BCR consists of an anti-parallel coiled-coil dimerization domain, within amino acids 1–75. Directly below is the crystal structure for this domain, depicted as a dimer (PDB 1K1F). The putative serine/ threonine kinase domain is portrayed through residue 426. This domain contains two SH2 binding sites, which interact with ABL SH2 domains. The adapter protein Grb2 binds to phosphorylated Y177 on BCR, and Bap1 also interacts with BCR via phosphorylated serine residues present in the second SH2 binding site.
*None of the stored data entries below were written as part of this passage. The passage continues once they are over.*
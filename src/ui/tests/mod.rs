
use crate::calendar::CalendarEngine;
use crate::calendar::CalendarSnapshot;
use crate::calendar::navigation::CalendarNav;
use crate::core::models::BaseEvent;
use crate::core::types::ViewMode;
use crate::logging::Logger;
use chrono::{NaiveDate, NaiveDateTime};

pub(super) fn day(y: i32, m: u32, d: u32) -> NaiveDate {
    NaiveDate::from_ymd_opt(y, m, d).unwrap()
}

pub(super) fn at(y: i32, m: u32, d: u32, h: u32, min: u32) -> NaiveDateTime {
    day(y, m, d).and_hms_opt(h, min, 0).unwrap()
}

pub(super) fn snapshot(mode: ViewMode, anchor: NaiveDate, events: &[BaseEvent]) -> CalendarSnapshot {
    let logger = Logger::new();
    logger.set_file_logging_enabled(false);
    CalendarEngine::new(logger).snapshot(&CalendarNav::new(mode, anchor), events)
}
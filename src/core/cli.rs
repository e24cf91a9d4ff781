use std::path::PathBuf;

#[derive(Debug, Clone)]
pub struct CliPaths {
    pub config_path: PathBuf,
    pub events_path: PathBuf,
    pub logs_dir: PathBuf,
}

impl CliPaths {
    pub fn from_env() -> Result<Self, String> {
        Self::from_args(std::env::args().skip(1))
    }

    pub fn from_args<I>(mut args: I) -> Result<Self, String>
    where
        I: Iterator<Item = String>,
    {
        let mut paths = Self::defaults();
        while let Some(arg) = args.next() {
            match arg.as_str() {
                "--config" => {
                    paths.config_path = Self::next_path(&mut args, "--config")?;
                }
                "--events" => {
                    paths.events_path = Self::next_path(&mut args, "--events")?;
                }
                "--logs" => {
                    paths.logs_dir = Self::next_path(&mut args, "--logs")?;
                }
                _ => return Err(format!("Unknown argument: {arg}")),
            }
        }
        Ok(paths)
    }

    fn next_path<I>(args: &mut I, flag: &str) -> Result<PathBuf, String>
    where
        I: Iterator<Item = String>,
    {
        args.next()
            .map(PathBuf::from)
            .ok_or_else(|| format!("Missing value for {flag}"))
    }

    pub fn defaults() -> Self {
        Self {
            config_path: PathBuf::from("config.json"),
            events_path: PathBuf::from("events.json"),
            logs_dir: PathBuf::from("logs"),
        }
    }
}
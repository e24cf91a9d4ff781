pub mod cli;
pub mod context;
pub mod models;
pub mod persist;
pub mod repository;
pub mod store;
pub mod types;
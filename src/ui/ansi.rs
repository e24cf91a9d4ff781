// ANSI/VT100 control sequences shared by the terminal views.

/// ESC as a byte value, used when measuring styled text.
pub const ESC_BYTE: u8 = 0x1B;

#[macro_export]
macro_rules! csi {
    ($suffix:literal) => {
        concat!("\x1B[", $suffix)
    };
}

#[macro_export]
macro_rules! csi2 {
    ($first:literal, $second:literal) => {
        concat!("\x1B[", $first, "\x1B[", $second)
    };
}

/// Switch to the terminal's alternate screen buffer (smcup).
pub const ENTER_ALT_SCREEN: &str = crate::csi!("?1049h");
/// Return to the main screen buffer (rmcup).
pub const EXIT_ALT_SCREEN: &str = crate::csi!("?1049l");

pub const CLEAR_SCREEN: &str = crate::csi!("2J");
pub const CURSOR_HOME: &str = crate::csi!("H");
pub const CLEAR_LINE_REST: &str = crate::csi!("0K");

pub const HIDE_CURSOR: &str = crate::csi!("?25l");
pub const SHOW_CURSOR: &str = crate::csi!("?25h");
/// Blinking block cursor, where supported.
pub const CURSOR_BLINKING_BLOCK: &str = crate::csi!("1 q");

pub const STYLE_RESET: &str = crate::csi!("0m");
pub const STYLE_BOLD: &str = crate::csi!("1m");
pub const STYLE_ITALIC: &str = crate::csi!("3m");
/// Reverse video, used for today and the selected date.
pub const STYLE_REVERSE: &str = crate::csi!("7m");
pub const FG_LIGHT_GRAY: &str = crate::csi!("37m");
/// White on dark gray for the input line.
pub const PROMPT_STYLE: &str = crate::csi2!("38;5;15m", "48;5;236m");
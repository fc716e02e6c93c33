use std::path::PathBuf;
use std::time::Instant;
use std::{env, process};

use gff_base::{GFFBase, IdSpec, IngestParams, Input, MergeStrategy};
use gff_base::utils;

use getopts::Options;

//-----------------------------------------------------------------------------

fn main() -> Result<(), String> {
    env_logger::Builder::from_env(env_logger::Env::default().default_filter_or("info")).init();
    let start_time = Instant::now();

    // Parse arguments.
    let config = Config::new();

    // Create the database.
    let input = Input::guess(&config.input).map_err(|x| x.to_string())?;
    let params = config.params;
    GFFBase::create(input, &config.db_file, params).map_err(|x| x.to_string())?;

    // Statistics.
    let database = GFFBase::open(&config.db_file).map_err(|x| x.to_string())?;
    eprintln!("The database contains {} features and {} relations",
        database.features(), database.relations()
    );
    eprintln!("Attribute dialect: {}", database.dialect().fmt);
    let size = database.file_size().unwrap_or(String::from("unknown"));
    eprintln!("Final database size: {}", size);

    let end_time = Instant::now();
    let seconds = end_time.duration_since(start_time).as_secs_f64();
    eprintln!("Used {:.3} seconds", seconds);

    Ok(())
}

//-----------------------------------------------------------------------------

struct Config {
    pub input: String,
    pub db_file: PathBuf,
    pub params: IngestParams,
}

impl Config {
    pub fn new() -> Config {
        let args: Vec<String> = env::args().collect();
        let program = args[0].clone();

        let mut opts = Options::new();
        opts.optflag("h", "help", "print this help");
        opts.optopt("o", "output", "output file name (default: <input>.db)", "FILE");
        opts.optflag("", "force", "overwrite the database file if it exists");
        opts.optflag("v", "verbose", "report progress during the ingest");
        opts.optopt("", "id-spec", "comma-separated attribute keys for primary keys; :field: refers to a standard column", "KEYS");
        opts.optopt("", "merge-strategy", "one of error, warning, merge, create_unique, replace (default: error)", "STRAT");
        opts.optopt("", "checklines", "number of features to check for the dialect (default: 10)", "N");
        opts.optflag("", "force-dialect-check", "re-infer the dialect for every line");
        opts.optflag("", "force-gff", "treat the input as GFF3 even if it looks like GTF");
        opts.optopt("", "transcript-key", "GTF attribute grouping components into transcripts (default: transcript_id)", "KEY");
        opts.optopt("", "gene-key", "GTF attribute grouping transcripts into genes (default: gene_id)", "KEY");
        opts.optopt("", "subfeature", "GTF feature type that drives inference (default: exon)", "TYPE");
        opts.optflag("", "disable-infer-genes", "do not synthesize gene features for GTF input");
        opts.optflag("", "disable-infer-transcripts", "do not synthesize transcript features for GTF input");
        opts.optflag("", "ignore-url-escapes", "do not decode or encode %XX escapes in attribute values");
        let matches = match opts.parse(&args[1..]) {
            Ok(m) => m,
            Err(f) => {
                eprintln!("{}", f);
                process::exit(1);
            }
        };

        let header = format!("Usage: {} [options] annotations.gff3", program);
        if matches.opt_present("h") {
            eprint!("{}", opts.usage(&header));
            process::exit(0);
        }
        let input = if let Some(s) = matches.free.first() {
            s.clone()
        } else {
            eprint!("{}", opts.usage(&header));
            process::exit(1);
        };
        let db_file = match matches.opt_str("o") {
            Some(s) => PathBuf::from(s),
            None => PathBuf::from(format!("{}.db", input)),
        };

        let mut params = IngestParams {
            force: matches.opt_present("force"),
            verbose: matches.opt_present("verbose"),
            force_dialect_check: matches.opt_present("force-dialect-check"),
            force_gff: matches.opt_present("force-gff"),
            disable_infer_genes: matches.opt_present("disable-infer-genes"),
            disable_infer_transcripts: matches.opt_present("disable-infer-transcripts"),
            ignore_url_escapes: matches.opt_present("ignore-url-escapes"),
            ..IngestParams::default()
        };
        if let Some(s) = matches.opt_str("id-spec") {
            let keys: Vec<String> = s.split(',').map(String::from).collect();
            params.id_spec = Some(if keys.len() == 1 {
                IdSpec::Key(keys.into_iter().next().unwrap())
            } else {
                IdSpec::Keys(keys)
            });
        }
        if let Some(s) = matches.opt_str("merge-strategy") {
            match s.parse::<MergeStrategy>() {
                Ok(strategy) => params.merge_strategy = strategy,
                Err(err) => {
                    eprintln!("{}", err);
                    process::exit(1);
                }
            }
        }
        if let Some(s) = matches.opt_str("checklines") {
            match s.parse::<usize>() {
                Ok(n) => params.checklines = n,
                Err(_) => {
                    eprintln!("Invalid number of lines to check: {}", s);
                    process::exit(1);
                }
            }
        }
        if let Some(s) = matches.opt_str("transcript-key") {
            params.gtf_transcript_key = s;
        }
        if let Some(s) = matches.opt_str("gene-key") {
            params.gtf_gene_key = s;
        }
        if let Some(s) = matches.opt_str("subfeature") {
            params.gtf_subfeature = s;
        }

        // An existing database is only overwritten with --force; GFFBase
        // handles the check.
        if utils::file_exists(&db_file) && !params.force {
            eprintln!("Database {} already exists (use --force to overwrite)", db_file.display());
            process::exit(1);
        }

        Config { input, db_file, params }
    }
}

//-----------------------------------------------------------------------------
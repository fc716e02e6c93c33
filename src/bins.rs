//! UCSC genomic binning.
//!
//! Bins form a fixed hierarchy over a chromosome: one bin covering the whole
//! chromosome, 8 bins of 64 Mbp, and so on down to 128 kbp bins. Every
//! feature is assigned the smallest bin that fully contains it, which makes
//! "all features that could overlap this region" an index lookup over a small
//! set of bins instead of a scan over all start/end pairs.
//!
//! See Fig 7 of Kent et al., "The Human Genome Browser at UCSC" (2002).

use std::collections::BTreeSet;

//-----------------------------------------------------------------------------

// How much to shift to get to the finest bin level. The smallest bins cover
// 2^17 = 128 kbp.
const FIRST_SHIFT: u32 = 17;

// How much to shift to get to the next larger bin level.
const NEXT_SHIFT: u32 = 3;

// Bin numbers at the start of each level, from the finest to the coarsest.
const OFFSETS: [u64; 5] = [
    4096 + 512 + 64 + 8 + 1,
    512 + 64 + 8 + 1,
    64 + 8 + 1,
    8 + 1,
    1,
];

// Coordinates at or beyond this cannot be binned and fall back to bin 1.
const MAX_CHROM_SIZE: u64 = 1 << 29;

//-----------------------------------------------------------------------------

/// Returns the smallest bin that completely contains the given interval.
///
/// The interval is 1-based and inclusive, as in GFF coordinates. Intervals
/// extending past position 2^29 are assigned bin 1, which covers the whole
/// chromosome.
pub fn containing_bin(start: u64, end: u64) -> u64 {
    if start >= MAX_CHROM_SIZE || end >= MAX_CHROM_SIZE {
        return 1;
    }
    let mut low = start.saturating_sub(1) >> FIRST_SHIFT;
    let mut high = end >> FIRST_SHIFT;

    for offset in OFFSETS.iter() {
        if low == high {
            // After the shifts, `low` is an index within the current level.
            return offset + low;
        }
        low >>= NEXT_SHIFT;
        high >>= NEXT_SHIFT;
    }

    1
}

/// Returns all bins that overlap the given interval, in increasing order.
///
/// A feature can only overlap the interval if its bin is in this set, which
/// is what makes bin-constrained region queries possible.
pub fn overlapping_bins(start: u64, end: u64) -> Vec<u64> {
    if start >= MAX_CHROM_SIZE || end >= MAX_CHROM_SIZE {
        return vec![1];
    }
    let mut low = start.saturating_sub(1) >> FIRST_SHIFT;
    let mut high = end >> FIRST_SHIFT;

    let mut result: BTreeSet<u64> = BTreeSet::new();
    result.insert(1);
    for offset in OFFSETS.iter() {
        for bin in low..=high {
            result.insert(offset + bin);
        }
        low >>= NEXT_SHIFT;
        high >>= NEXT_SHIFT;
    }

    result.into_iter().collect()
}

//-----------------------------------------------------------------------------

#[cfg(test)]
mod tests {
    use super::*;

    #[test]
    fn smallest_bins() {
        // A tiny interval at the start of the chromosome is in the first
        // bin of the finest level.
        assert_eq!(containing_bin(1, 1), 4681, "Wrong bin at the chromosome start");

        // The finest bins cover 128 kbp, so this still fits in the first one.
        assert_eq!(containing_bin(1, 131071), 4681, "Wrong bin for a full 128 kbp interval");

        // One base further and the interval spans two bins at the finest
        // level, which bumps it up a level.
        assert_eq!(containing_bin(1, 131072), 585, "Wrong bin for an interval spanning two bins");

        // The second bin of the finest level.
        assert_eq!(containing_bin(131073, 131073), 4682, "Wrong bin for the second 128 kbp window");
    }

    #[test]
    fn coarser_bins() {
        // As large as an interval can get within the second level.
        assert_eq!(containing_bin(1, (1 << 20) - 1), 585, "Wrong bin for a 1 Mbp interval");

        // Past the second level.
        assert_eq!(containing_bin(1, 1 << 20), 73, "Wrong bin past the 1 Mbp boundary");

        // Just within the largest binnable coordinate.
        assert_eq!(containing_bin(536870911, 536870911), 8776, "Wrong bin near the coordinate limit");

        // Out of range falls back to the whole-chromosome bin.
        assert_eq!(containing_bin(536870911, 536870912), 1, "Out-of-range interval should get bin 1");
    }

    #[test]
    fn overlap_sets() {
        let bins = overlapping_bins(1, 1);
        assert_eq!(bins, vec![1, 9, 73, 585, 4681], "Wrong overlap set for a small interval");

        // The containing bin of any subinterval must be in the overlap set.
        let bins = overlapping_bins(100_000, 300_000);
        for (start, end) in [(100_000, 100_100), (150_000, 250_000), (299_000, 300_000)] {
            let bin = containing_bin(start, end);
            assert!(bins.contains(&bin), "Overlap set is missing bin {} for {}..{}", bin, start, end);
        }

        // An interval far away should use a different finest-level bin.
        let far = containing_bin(10_000_000, 10_000_100);
        assert!(!bins.contains(&far), "Overlap set contains an unrelated bin");
    }
}

//-----------------------------------------------------------------------------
The RhoGEF domain is shown, containing Dbl Homology (DH) and Pleckstrin Homology (PH) domains, typical of a GEF. XPB associates with the GEF domain. The RacGAP domain encompasses amino acids 1054–1227, while the PDZ binding domain binds to AF-6 through the S-T-E-V motif found in the C-terminus of BCR. PDZ domains are named for three proteins that share the domain; Post synaptic density protein (PSD95), Drosophila Disc large tumor suppressor (Dlg1), and Zonula occludens-1 protein (zo-1). The associated proteins shown are: Grb2, Growth factor receptor-bound protein 2; Bap1, BRCA1 associated protein-1 (ubiquitin carboxy-terminal hydrolase); XPB, Xeroderma Pigmentosum type B (an ATP-dependent DNA helicase).